As the boys’ mom walked over to me and pulled up her pictures I immediately knew what Jacob meant. Three workers were gathered in a corner of Kids Space where children were playing with Magna-Tiles and Legos. I could see them whispering while pointing to a large piece of paper. I stopped the video and tried to enlarge the picture, but it didn’t work. However, I recognized Graham and Bill, who wanted to catch me in his house last year.

“Well I am very thankful that you told me about this,” I said as I gave them both a hug. “I will have to be careful today.”

I continued talking with the children who wanted to make last minute changes to their list, when Samantha came up to me with her camera. Holding it out for me to look at the picture on it, she asked, “Do you know what that is?”

“Is this the trap I’m supposed to get caught in?”

“It is,” she responded. With urgency in her voice she continued, “They think it will be completed around 1:30 and plan on catching you in it!”

“I didn’t think they were serious, but now that you’ve shown me this …” I tapped my temple as I studied the picture of the trap, and said, “Looks like the key is the cookie on a string there in the center.”

“You’re right Santa. They have the cookie tied to a string, so that when you take the cookie a net will fall on you.”

“Humm, so I probably need a pair of scissors to cut the cookie down so I don’t pull the string. I think that will work!”

“That won’t work,” someone said from behind Samantha. “There is a backup release. Once you’re inside the trap you won’t be able to get out,” the voice continued.

As I leaned to the left to look around Samantha, I could hardly believe who I saw. “Graham?” Somewhat confused, I asked, “What are you doing here?”

“Santa, I got to thinking. I could not think of anything I have done that would get me on the Naughty List,” he explained.

“You’re right. You are not on the Naughty List.”

“But if I helped Bill trap you, I would almost certainly end up there. So, I want to help you Santa.”

“I appreciate that, but what can we do?”

“I was thinking that I could take the cookie out of the trap and tell Bill to hang a new one up and set the trap for you. Then while he is putting the cookie in the trap, I will spring it on him using the backup release.”

“Are you sure it will work?”

“Absolutely. Send Nicole, your social director, into Kids Space and that will be my signal to get Bill in the trap. Then I’ll spring the trap when you walk in.”
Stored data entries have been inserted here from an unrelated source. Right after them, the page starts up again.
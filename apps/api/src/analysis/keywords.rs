//! Local keyword analysis. Deterministic, no LLM call.
//!
//! Skill detection, word frequency, keyword overlap with a job description,
//! Flesch readability, contact details and rule-based improvement hints.
//! Runs on raw resume text only.

use std::collections::{BTreeSet, HashMap};
use std::sync::OnceLock;

use regex::Regex;
use serde::Serialize;

/// Default skills checked when the caller supplies no list.
const DEFAULT_SKILLS: &[&str] = &[
    // Programming languages
    "python", "java", "javascript", "c++", "c#", "ruby", "php", "swift", "kotlin", "go", "rust",
    "typescript", "scala", "r", "matlab",
    // Web development
    "html", "css", "react", "angular", "vue", "node", "express", "django", "flask", "spring",
    "asp.net", "laravel", "bootstrap", "jquery", "webpack", "rest api",
    // Databases
    "sql", "mysql", "postgresql", "mongodb", "oracle", "sqlite", "nosql", "redis", "firebase",
    "dynamodb",
    // Cloud & DevOps
    "aws", "azure", "gcp", "docker", "kubernetes", "jenkins", "ci/cd", "terraform", "ansible",
    "git", "github", "bitbucket", "gitlab", "devops",
    // Data science
    "data science", "machine learning", "deep learning", "ai", "artificial intelligence",
    "pandas", "numpy", "scikit-learn", "tensorflow", "pytorch", "keras", "opencv", "nlp",
    "computer vision", "data mining", "data visualization", "tableau", "power bi",
    // Mobile
    "android", "ios", "react native", "flutter", "xamarin", "mobile development",
    // Soft skills
    "leadership", "teamwork", "communication", "problem solving", "analytical",
    "critical thinking", "time management", "project management", "agile", "scrum",
];

const ACTION_VERBS: &[&str] = &[
    "managed", "led", "developed", "created", "implemented", "designed", "achieved", "improved",
    "increased", "reduced", "negotiated", "coordinated", "conducted", "analyzed", "organized",
];

const STOPWORDS: &[&str] = &[
    "i", "me", "my", "myself", "we", "our", "ours", "ourselves", "you", "your", "yours",
    "yourself", "yourselves", "he", "him", "his", "himself", "she", "her", "hers", "herself",
    "it", "its", "itself", "they", "them", "their", "theirs", "themselves", "what", "which",
    "who", "whom", "this", "that", "these", "those", "am", "is", "are", "was", "were", "be",
    "been", "being", "have", "has", "had", "having", "do", "does", "did", "doing", "a", "an",
    "the", "and", "but", "if", "or", "because", "as", "until", "while", "of", "at", "by",
    "for", "with", "about", "against", "between", "into", "through", "during", "before",
    "after", "above", "below", "to", "from", "up", "down", "in", "out", "on", "off", "over",
    "under", "again", "further", "then", "once", "here", "there", "when", "where", "why",
    "how", "all", "any", "both", "each", "few", "more", "most", "other", "some", "such", "no",
    "nor", "not", "only", "own", "same", "so", "than", "too", "very", "s", "t", "can", "will",
    "just", "don", "should", "now", "d", "ll", "m", "o", "re", "ve", "y", "ain", "aren",
    "couldn", "didn", "doesn", "hadn", "hasn", "haven", "isn", "ma", "mightn", "mustn",
    "needn", "shan", "shouldn", "wasn", "weren", "won", "wouldn",
];

const SHORT_RESUME_TOKENS: usize = 200;
const LONG_RESUME_TOKENS: usize = 1000;
const MIN_ACTION_VERBS: usize = 3;
const MIN_NUMBERS: usize = 3;
/// Flesch reading ease below this reads as dense text.
const LOW_READABILITY: f64 = 30.0;
pub const DEFAULT_TOP_WORDS: usize = 20;

/// Substrings that disqualify a website candidate.
const NON_WEBSITE_HINTS: &[&str] = &["linkedin", "github", "@", "gmail", "yahoo", "hotmail"];

static EMAIL: OnceLock<Regex> = OnceLock::new();
static NUMBER: OnceLock<Regex> = OnceLock::new();
static WORD: OnceLock<Regex> = OnceLock::new();
static SENTENCE_END: OnceLock<Regex> = OnceLock::new();
static VOWEL_GROUP: OnceLock<Regex> = OnceLock::new();
static PHONE: OnceLock<Regex> = OnceLock::new();
static LINKEDIN: OnceLock<Regex> = OnceLock::new();
static GITHUB: OnceLock<Regex> = OnceLock::new();
static WEBSITE: OnceLock<Regex> = OnceLock::new();
static DEFAULT_SKILL_PATTERNS: OnceLock<Vec<(String, Regex)>> = OnceLock::new();

fn compiled(cell: &'static OnceLock<Regex>, pattern: &str) -> &'static Regex {
    cell.get_or_init(|| Regex::new(pattern).expect("built-in pattern compiles"))
}

fn email_pattern() -> &'static Regex {
    compiled(&EMAIL, r"[a-zA-Z0-9._%+-]+@[a-zA-Z0-9.-]+\.[a-zA-Z]{2,}")
}

fn number_pattern() -> &'static Regex {
    compiled(&NUMBER, r"\b\d+\b")
}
At 1:30 sharp, I walked into Kids Space with a robust “Ho Ho Ho.” And the children all cheered when the trap’s net fell on Bill, who tried to disguise himself as a gingerbread man. I approached the trap and all Bill could say was, “The cookie is definitely not bait. It’s not a trap.”

I gave Graham a thumbs up for his work, and turned to the children. “So, what do you think we should do with this gingerbread impersonator?”

“Naughty List,” they all chanted. All but one that is. To my left Joshua said, “I think he should get a second chance.”

“You think he should be on the Nice List?”

“I just think that we all make mistakes, and we all deserve a second chance, and he is not any different than the rest of us.”

Turning to all the children again, I said, “Joshua thinks Bill deserves a second chance and should not be put on the Naughty List. What do you all think?”

All the children began staring at each other, as if looking for someone to decide Bill’s fate, when Joshua spoke out. “If you had done something bad would you want a second chance to make it right?”

I began to see all the children nod in agreement with Josh, I turned to Bill and told him, “I’m really disappointed that you would risk all the children not having Christmas by trapping me, but Josh is right. Down deep inside I believe you are a good person, and I am sure you will not try anything like this again. So, I forgive you and believe in you.”

*   *   *   *

“I am telling you Anya,” I said shaking my head as I finished the story, “all the children cheered and Josh smiled brightly. I handed the cookie ‘bait’ to him and said, ‘Thank you for standing up for Bill. You have shown kindness, compassion, and maturity. I hope you stay true to who you are and always follow your heart.’”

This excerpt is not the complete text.